I got inspired by this blogpost: http://www.realworldnlpbook.com/blog/building-seq2seq-machine-translation-models-using-allennlp.html

My goal was to train my own model with the language pair English to German. Additionally I wanted to use AllenNLP json configurations.

Data

First, fetch the language pair you want. See the realworldnlpbook.com blog post linked at the top. For this example I fetched ENG--DEU. The files should be stored in data.

Configuration

This configuration is pretty close to the python code from the original blogpost:

{
  "dataset_reader": {
    "type": "seq2seq",
    "source_tokenizer": {
      "type": "word"
    },
    "target_tokenizer": {
      "type": "character"
    },
    "source_token_indexers": {
      "tokens": {
        "type": "single_id"
      }
    },
    "target_token_indexers": {
      "tokens": {
        "type": "single_id",
        "namespace": "target_tokens"
      }
    }
  },
  "train_data_path": "data/tatoeba.eng_deu.train.tsv",
  "validation_data_path": "data/tatoeba.eng_deu.dev.tsv",
  "test_data_path": "data/tatoeba.eng_deu.test.tsv",
  "evaluate_on_test": true,
  "model": {
    "type": "simple_seq2seq",
    "source_embedder": {
      "type": "basic",
      "token_embedders": {
        "tokens": {
          "type": "embedding",
          "embedding_dim": 256
        }
      }
    },
    "encoder": {
      "type": "stacked_self_attention",
      "input_dim": 256,
      "hidden_dim": 256,
      "projection_dim": 128,
      "feedforward_hidden_dim": 128,
      "num_layers": 1,
      "num_attention_heads": 8
    },
    "max_decoding_steps": 20,
    "attention": {
      "type": "dot_product"
    },
    "beam_size": 8,
    "target_namespace": "target_tokens",
    "target_embedding_dim": 256
  },
  "iterator": {
    "type": "bucket",
    "batch_size": 32,
    "sorting_keys": [["source_tokens", "num_tokens"]]
  },
  "trainer": {
    "optimizer": {
      "type": "adam"
    },
    "patience": 10,
    "num_epochs": 100,
    "cuda_device": 0
  }
}

Change cuda_device to -1 if you have no GPU. But beware that the training will take a lot longer without a GPU.

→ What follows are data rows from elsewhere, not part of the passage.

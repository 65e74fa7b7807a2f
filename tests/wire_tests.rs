//! Programs and core terms crossing a process boundary as JSON

use std::io::Write;
use std::process::{Command, Stdio};

use langlang::ast::build::*;
use langlang::ast::{BinOpKind, Location, ProgramNode, UnaryOpKind};
use langlang::config::PipelineConfig;
use langlang::core::CoreTerm;
use langlang::interpreter::{evaluate, EffectPolicy, Value};
use langlang::termination::ProvenTree;
use langlang::wire::{self, WireError};
use langlang::{Pipeline, ParsedProgram};

fn replicas() -> ParsedProgram {
    let_in(
        "count",
        int(3),
        object(vec![
            ("name", text("api")),
            (
                "replicas",
                for_loop(
                    "i",
                    int(3),
                    binop(
                        BinOpKind::Concat,
                        text("replica-"),
                        unary(UnaryOpKind::ToText, var("i")),
                    ),
                ),
            ),
            ("count", var("count")),
        ]),
    )
}

#[test]
fn decoded_program_runs_like_the_original() {
    let pipeline = Pipeline::default();
    let tree = replicas();

    let json = wire::to_string(&tree).unwrap();
    let decoded: ParsedProgram = wire::from_str(&json).unwrap();

    assert_eq!(decoded, tree);
    assert_eq!(pipeline.run(&decoded).unwrap(), pipeline.run(&tree).unwrap());
}

#[test]
fn core_term_survives_the_wire() {
    let pipeline = Pipeline::default();
    let typed = pipeline.check(&replicas()).unwrap();
    let proven = pipeline.analyze(&typed).unwrap();
    let term = pipeline.encode(&proven).unwrap();

    let decoded: CoreTerm = wire::from_str(&wire::to_string(&term).unwrap()).unwrap();
    assert_eq!(decoded, term);

    let value = evaluate(&decoded, &EffectPolicy::pure()).unwrap();
    assert_eq!(
        serde_json::to_string(&value).unwrap(),
        r#"{"name":"api","replicas":["replica-0","replica-1","replica-2"],"count":3}"#
    );
}

#[test]
fn proven_tree_carries_proofs_across() {
    let pipeline = Pipeline::default();
    let typed = pipeline.check(&replicas()).unwrap();
    let proven = pipeline.analyze(&typed).unwrap();

    let decoded: ProvenTree = wire::from_str(&wire::to_string(&proven).unwrap()).unwrap();
    assert_eq!(proven, decoded);
    assert_eq!(
        pipeline.encode(&decoded).unwrap(),
        pipeline.encode(&proven).unwrap()
    );
}

#[test]
fn handwritten_envelope_decodes() {
    let json = r#"{
        "tag": 9,
        "fields": {
            "1": {"1": "hand.ll", "2": 1, "3": 1},
            "3": {"tag": 1},
            "4": {"tag": 1, "fields": {"3": {"tag": 3, "fields": {"1": 40}}}},
            "5": {"tag": 1, "fields": {"3": {"tag": 3, "fields": {"1": 2}}}}
        }
    }"#;
    let tree: ParsedProgram = wire::from_str(json).unwrap();
    assert_eq!(tree.location(), &Location::new("hand.ll", 1, 1));
    assert_eq!(Pipeline::default().run(&tree).unwrap(), Value::Int(42));
}

#[test]
fn garbage_is_rejected() {
    let err = wire::from_str::<ProgramNode<()>>("{\"tag\": ").unwrap_err();
    assert!(matches!(err, WireError::Json(_)));

    let err = wire::from_str::<ProgramNode<()>>("[1, 2]").unwrap_err();
    assert!(matches!(err, WireError::Malformed(_)));

    let err = wire::from_str::<ProgramNode<()>>(r#"{"tag": 1, "fields": {"3": 7}}"#).unwrap_err();
    assert!(matches!(err, WireError::Malformed(_)));
}

#[test]
fn binary_evaluates_program_from_stdin() {
    let input = wire::to_string(&replicas()).unwrap();
    let dir = tempfile::tempdir().unwrap();
    let config = dir.path().join("langlang.json");
    std::fs::write(&config, r#"{"effects": {"policy": "pure"}}"#).unwrap();

    let mut child = Command::new(env!("CARGO_BIN_EXE_langlang-eval"))
        .env(langlang::config::CONFIG_ENV, &config)
        .stdin(Stdio::piped())
        .stdout(Stdio::piped())
        .stderr(Stdio::piped())
        .spawn()
        .unwrap();
    child
        .stdin
        .take()
        .unwrap()
        .write_all(input.as_bytes())
        .unwrap();
    let output = child.wait_with_output().unwrap();

    assert!(output.status.success());
    let value: serde_json::Value = serde_json::from_slice(&output.stdout).unwrap();
    assert_eq!(value["replicas"][2], "replica-2");
    assert_eq!(value["count"], 3);
}

#[test]
fn binary_reports_kind_and_location() {
    let tree = let_binding(
        binding("f", lambda(&["x"], apply(var("f"), vec![var("x")])))
            .located(Location::new("loop.ll", 2, 5)),
        None,
        apply(var("f"), vec![int(1)]),
    );
    let input = wire::to_string(&tree).unwrap();

    let mut child = Command::new(env!("CARGO_BIN_EXE_langlang-eval"))
        .env_remove(langlang::config::CONFIG_ENV)
        .stdin(Stdio::piped())
        .stdout(Stdio::piped())
        .stderr(Stdio::piped())
        .spawn()
        .unwrap();
    child
        .stdin
        .take()
        .unwrap()
        .write_all(input.as_bytes())
        .unwrap();
    let output = child.wait_with_output().unwrap();

    assert!(!output.status.success());
    let stderr = String::from_utf8_lossy(&output.stderr);
    assert!(stderr.contains("TerminationError.UnprovableRecursion"), "{stderr}");
    assert!(stderr.contains("loop.ll"), "{stderr}");
}

#[test]
fn config_default_matches_pipeline_default() {
    assert_eq!(Pipeline::default().config(), &PipelineConfig::default());
}
impl Analyzer {
    /// A node seen again under different constants keeps the proof that
    /// covers both occurrences: the larger bound, or a well-founded measure
    /// over any bound.
    fn record(&mut self, node: &TypedTree, proof: TerminationProof) {
        let key = node as *const TypedTree;
        let proof = match (self.proofs.remove(&key), proof) {
            (
                Some(TerminationProof::Bounded { max_steps: seen }),
                TerminationProof::Bounded { max_steps },
            ) => TerminationProof::Bounded {
                max_steps: seen.max(max_steps),
            },
            (Some(seen @ TerminationProof::WellFounded { .. }), _) => seen,
            (_, proof) => proof,
        };
        trace!(location = %node.location(), %proof, "proof");
        self.proofs.insert(key, proof);
    }

    fn walk(&mut self, node: &TypedTree) -> Result<(), TerminationError> {
        match node {
            ProgramNode::Literal(_) | ProgramNode::Variable(_) => Ok(()),
            ProgramNode::Lambda(lambda) => {
                let mark = self.constants.mark();
                self.constants
                    .push_unknown(lambda.params.iter().map(|p| p.name.as_str()));
                let result = self.walk(&lambda.body);
                self.constants.reset(mark);
                result
            }
            ProgramNode::Apply(apply) => {
                self.walk(&apply.func)?;
                apply.args.iter().try_for_each(|arg| self.walk(arg))
            }
            ProgramNode::Let(let_node) => {
                let binding = &let_node.binding;
                let members = [binding];
                let proof = if binding.value.mentions(&binding.name) {
                    self.classify(&members, let_node.bound.as_deref())?
                } else {
                    TerminationProof::Total
                };
                if let Some(bound) = &let_node.bound {
                    self.walk(bound)?;
                }
                self.walk_members(&members)?;

                let value = if proof == TerminationProof::Total {
                    self.constants.eval(&binding.value)
                } else {
                    None
                };
                let mark = self.constants.mark();
                self.constants.push(&binding.name, value);
                let result = self.walk(&let_node.body);
                self.constants.reset(mark);
                result?;

                self.record(node, proof);
                Ok(())
            }
            ProgramNode::LetRec(group) => {
                let members: Vec<&Binding<Type>> = group.bindings.iter().collect();
                let recursive = members
                    .iter()
                    .any(|b| members.iter().any(|m| b.value.mentions(&m.name)));
                let proof = if recursive {
                    self.classify(&members, group.bound.as_deref())?
                } else {
                    TerminationProof::Total
                };
                if let Some(bound) = &group.bound {
                    self.walk(bound)?;
                }
                self.walk_members(&members)?;

                let mark = self.constants.mark();
                self.constants
                    .push_unknown(members.iter().map(|m| m.name.as_str()));
                let result = self.walk(&group.body);
                self.constants.reset(mark);
                result?;

                self.record(node, proof);
                Ok(())
            }
            ProgramNode::Conditional(cond) => {
                self.walk(&cond.condition)?;
                self.walk(&cond.then_branch)?;
                self.walk(&cond.else_branch)
            }
            ProgramNode::ObjectLiteral(obj) => {
                obj.fields.iter().try_for_each(|(_, value)| self.walk(value))
            }
            ProgramNode::ArrayLiteral(arr) => arr.elements.iter().try_for_each(|e| self.walk(e)),
            ProgramNode::FieldAccess(access) => self.walk(&access.object),
            ProgramNode::BinaryOp(op) => {
                self.walk(&op.left)?;
                self.walk(&op.right)
            }
            ProgramNode::UnaryOp(op) => self.walk(&op.operand),
            ProgramNode::Loop(loop_node) => {
                self.walk(&loop_node.count)?;
                let mark = self.constants.mark();
                self.constants.push(&loop_node.var, None);
                let result = self.walk(&loop_node.body);
                self.constants.reset(mark);
                result?;

                let proof = match self.constants.eval(&loop_node.count) {
                    Some(n) if n >= 0 => TerminationProof::Bounded {
                        max_steps: n as u64,
                    },
                    Some(n) => {
                        return Err(TerminationError::unprovable(
                            &loop_node.var,
                            loop_node.count.location(),
                            format!("loop count {n} is negative"),
                        ))
                    }
                    // The count is evaluated once before the first iteration,
                    // so the remaining iterations are a decreasing natural.
                    None => TerminationProof::WellFounded {
                        measure: format!("remaining iterations of `{}`", loop_node.var),
                    },
                };
                self.record(node, proof);
                Ok(())
            }
            ProgramNode::EffectRequest(effect) => {
                self.walk(&effect.target)?;
                match &effect.fallback {
                    Some(fallback) => self.walk(fallback),
                    None => Ok(()),
                }
            }
            ProgramNode::Comment(comment) => self.walk(&comment.target),
        }
    }

    /// Walks the values and measures of a group with the members in scope.
    fn walk_members(&mut self, members: &[&Binding<Type>]) -> Result<(), TerminationError> {
        let mark = self.constants.mark();
        self.constants
            .push_unknown(members.iter().map(|m| m.name.as_str()));
        let mut result = Ok(());
        for member in members {
            result = self.walk(&member.value);
            if result.is_err() {
                break;
            }
            if let Some(measure) = &member.measure {
                let inner = self.constants.mark();
                if let Some(lambda) = member.value.as_lambda() {
                    self.constants
                        .push_unknown(lambda.params.iter().map(|p| p.name.as_str()));
                }
                result = self.walk(measure);
                self.constants.reset(inner);
                if result.is_err() {
                    break;
                }
            }
        }
        self.constants.reset(mark);
        result
    }

    /// Classifies a recursive group: structural, then bounded, then
    /// well-founded.
    fn classify(
        &self,
        members: &[&Binding<Type>],
        bound: Option<&TypedTree>,
    ) -> Result<TerminationProof, TerminationError> {
        let structural = structural::find_decreasing(members);
        if let Ok(parameters) = structural {
            let measure = members
                .iter()
                .zip(&parameters)
                .map(|(member, index)| {
                    let param = member
                        .value
                        .as_lambda()
                        .and_then(|l| l.params.get(*index))
                        .map(|p| p.name.as_str())
                        .unwrap_or("?");
                    format!("`{param}` of `{}`", member.name)
                })
                .collect::<Vec<_>>()
                .join(", ");
            return Ok(TerminationProof::Structural {
                measure: format!("strict sub-part of {measure}"),
                parameters,
            });
        }

        let bound_problem = match bound.map(|b| self.constants.eval(b)) {
            Some(Some(n)) if n >= 0 => {
                return Ok(TerminationProof::Bounded {
                    max_steps: n as u64,
                })
            }
            Some(Some(n)) => Some(format!("iteration bound {n} is negative")),
            Some(None) => Some("iteration bound is not a closed integer".to_string()),
            None => None,
        };

        let names: Vec<&str> = members.iter().map(|m| m.name.as_str()).collect();
        let measures: Option<Vec<String>> = members
            .iter()
            .map(|m| {
                let measure = m.measure.as_ref()?;
                if names.iter().any(|name| measure.mentions(name)) {
                    return None;
                }
                Some(format!("{} for `{}`", measure, m.name))
            })
            .collect();
        if let Some(measures) = measures {
            return Ok(TerminationProof::WellFounded {
                measure: measures.join(", "),
            });
        }

        let culprit = members
            .iter()
            .find(|m| names.iter().any(|name| m.value.mentions(name)))
            .unwrap_or(&members[0]);
        let reason = match (bound_problem, structural) {
            (Some(problem), _) => problem,
            (None, Err(why)) => format!(
                "no parameter decreases structurally ({why}), and neither an iteration bound nor a decreasing measure is given"
            ),
            (None, Ok(_)) => "no termination argument".to_string(),
        };
        Err(TerminationError::unprovable(
            &culprit.name,
            &culprit.location,
            reason,
        ))
    }
}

The changes for another attention (as described in the original blog post) are for example:

"attention": {
    "type": "linear",
    "tensor_1_dim": 256,
    "tensor_2_dim": 256,
    "activation": "tanh"
},

instead of

"attention": {
    "type": "dot_product"
},

How to train

allennlp train mt_eng_deu.json -s output

At the end of the training there will be a model.tar.gz in the output folder

How to evaluate

run evaluate with a trained model:

allennlp evaluate model.tar.gz data/tatoeba.eng_deu.test.tsv

Predict one sentence

generate one sentence to predict:

cat <<EOF > inputs.txt
{"source": "Let's try something."}
EOF

run predict with a trained model:

allennlp predict model.tar.gz inputs.txt

expected (as single characters!): "Lass uns etwas versuchen!"